You want a serious conversation? Let me know.

Interestingly, you prove my point here. Who is losing privilege in the bathroom debate? Are men losing the “privilege” of having male-only restrooms? Or women the privilege of women-only restrooms? Well, no, because nobody has proposed unisex restrooms. Transgender people don’t want to destroy the “privilege,” they want to join in the “privilege” of using restrooms they prefer and not mix with those they don’t want to mix with. See how weird it is to apply the standard civil rights language to this debate? No, you probably still don’t, which is why you don’t get it and why you should stay out of conversations you don’t understand.

Our politicians do a similar thing, except instead of using a potty chair they just crap on the American people and call it “legislating.” Don’t believe me? Mention any major politician’s name and there’ll be several dopers along in minutes to point at his or her turds.

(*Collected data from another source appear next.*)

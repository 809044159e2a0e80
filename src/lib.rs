// Copyright 2025 Johann Kempter
//
// Licensed under the Apache License, Version 2.0 (the "License");
// you may not use this file except in compliance with the License.
// You may obtain a copy of the License at
//
//     http://www.apache.org/licenses/LICENSE-2.0
//
// Unless required by applicable law or agreed to in writing, software
// distributed under the License is distributed on an "AS IS" BASIS,
// WITHOUT WARRANTIES OR CONDITIONS OF ANY KIND, either express or implied.
// See the License for the specific language governing permissions and
// limitations under the License.
//
// SPDX-License-Identifier: Apache-2.0

#![doc(html_no_source)]
#![deny(missing_docs)]
#![allow(dead_code)]
#![allow(clippy::too_many_arguments)]
#![deny(unsafe_code)]

//! # dotpatch
//!
//! Runtime call-site patching and event dispatch for managed (CIL) method bodies.
//!
//! `dotpatch` lets extension code observe and influence a host application it does not
//! own. A patch locates a structural position inside a live method body, splices in a
//! small block of instructions that raises an event, and swaps the edited body in
//! atomically. When the patched method runs, the event is dispatched synchronously to
//! every subscriber in priority order; whatever decision and parameters the event holds
//! afterwards are what the call site acts on.
//!
//! ## Features
//!
//! - **Anchor location** - Find call sites by instruction windows, not byte offsets
//! - **Stack-checked splicing** - Every edit is simulated; unbalanced blocks are rejected
//! - **Atomic install and rollback** - Compare-and-swap against the live method table
//! - **Ordered, fault-isolated dispatch** - Priorities with stable ties, panics contained
//! - **Capability-based events** - Deniable, actor-bound and mutable-parameter payloads
//! - **Executable bodies** - A bounded interpreter runs patched code end to end
//!
//! ## Quick Start
//!
//! ```rust
//! use std::sync::Arc;
//! use dotpatch::prelude::*;
//!
//! // static bool HasReservedSlot(string userId) => true;
//! let methods = Arc::new(LiveMethodTable::new());
//! let target = Token::method_def(1);
//! let mut b = StreamBuilder::new();
//! b.ldc_i4(1)?.ret()?;
//! methods.load(target, b.build(1, true)?);
//!
//! let host = ExtensionHost::attach(methods, HostConfig::default());
//!
//! // newobj ReservedSlotCheck(result, userId)
//! let ctor = MethodRef::new(Token::member_ref(1), "ReservedSlotCheck", ".ctor").with_params(2);
//! host.bridge().register_event(host.natives(), &ctor, |args| {
//!     let user = args[1].as_str().unwrap_or_default().to_string();
//!     Ok(ReservedSlotCheck::new(args[0].is_truthy(), user))
//! });
//!
//! // a subscriber revoking the slot
//! host.registry().register_fn(EventKind::RESERVED_SLOT, "revoke", Priority::NORMAL, |ev| {
//!     if let Some(check) = ev.downcast_mut::<ReservedSlotCheck>() {
//!         check.deny();
//!     }
//!     Ok(())
//! });
//!
//! let block = deniable_result(host.bridge().point(), &ctor, &EventKind::RESERVED_SLOT, &[0])?;
//! host.apply_patch(
//!     Patch::new("ReservedSlotPatch")
//!         .target(target)
//!         .anchor(AnchorPattern::before_last_return())
//!         .insert(block)
//!         .event(EventKind::RESERVED_SLOT),
//! )?;
//!
//! let result = host.execute(target, vec![EmValue::from("a@steam")])?;
//! assert_eq!(result, Some(EmValue::I32(0)));
//!
//! host.detach()?;
//! # Ok::<(), dotpatch::Error>(())
//! ```
//!
//! ## Architecture
//!
//! - [`assembly`] - Instruction model, stack analysis, builders and encoding
//! - [`patch`] - Anchor locator, stream editor, templates, patch table and installer
//! - [`events`] - Event kinds, payload capabilities, registry and dispatcher
//! - [`emulation`] - Interpreter and the event bridge for patched code
//! - [`host`] - Process-scoped extension host
//! - [`config`] and [`diagnostics`] - Settings and collected findings
//!
//! ## Error Handling
//!
//! Every fallible operation returns [`Result`]. Patch errors stay with their patch record;
//! subscriber faults are caught during dispatch and recorded as diagnostics. Nothing in
//! the engine terminates the host.

#[macro_use]
pub(crate) mod error;

/// Shared functionality which is used in unit tests
#[cfg(test)]
pub(crate) mod test;

/// Convenient re-exports of the most commonly used types and traits.
///
/// # Example
///
/// ```rust
/// use dotpatch::prelude::*;
///
/// let registry = EventRegistry::new();
/// registry.register_fn(EventKind::RESERVED_SLOT, "noop", Priority::LAST, |_| Ok(()));
/// assert_eq!(registry.len(&EventKind::RESERVED_SLOT), 1);
/// ```
pub mod prelude;

/// Instruction model, stack analysis and encoding of method bodies
pub mod assembly;

/// Settings for the editor, installer, dispatcher and interpreter
pub mod config;

/// Thread-safe collection of findings during patching and dispatch
pub mod diagnostics;

/// Interpreter for instruction streams and the bridge into the dispatch engine
pub mod emulation;

/// Typed, ordered, cancellable event pipeline
pub mod events;

/// Process-scoped extension host
pub mod host;

/// Metadata tokens
pub mod metadata;

/// Call-site patching of live method bodies
pub mod patch;

/// `dotpatch` Result type
///
/// A type alias for [`std::result::Result<T, Error>`] where the error type is always [`Error`].
pub type Result<T> = std::result::Result<T, Error>;

/// `dotpatch` Error type
///
/// # Examples
///
/// ```rust
/// use dotpatch::{Error, assembly::Instruction};
///
/// match Instruction::simple("ldelem.ref") {
///     Err(Error::UnknownInstruction(m)) => assert_eq!(m, "ldelem.ref"),
///     other => panic!("unexpected {other:?}"),
/// }
/// ```
pub use error::Error;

Good news: transmen are men! Transwomen are women! By forcing a transman to use the women’s restroom, you are in fact going against the will of the people. Seriously, have you looked at Buck Angel recently?

Seriously, have you read the thread lately? Have you read ANY of my comments lately?

Cis people with anti-trans feelings stand to lose the “privilege” of not having to acknowledge or respect the existence of trans people.

I don’t particularly care to.

But I thought the presence of trans people had no effect on them at all. Never mind - if you want to call the requirement that somebody actually knows, and tolerates (far short of any requirement that they acknowledge or respect them - one need do neither to go to the bathroom in the same room as someone else) a “privilege,” even when they can go back to their old attitude toward them as soon as they zip up, then sure, call that a privilege if you really want to.

But again, it’s still a bit weird to say that’s a privilege. Is white privilege the ability to not acknowledge or respect the existence of other races? Just their existence? Do trans people suffer from other people not acknowledging that they exist? Do they even want to be acknowledged? It seems a transgender person wants to be thought of as the same as everyone else of that gender and NOT to be thought of as different or “acknowledged” as such.

Cool. Then I don’t particularly care to read your comments either. Since you haven’t read the thread, they add nothing to the conversation. You’d know why if you read the thread.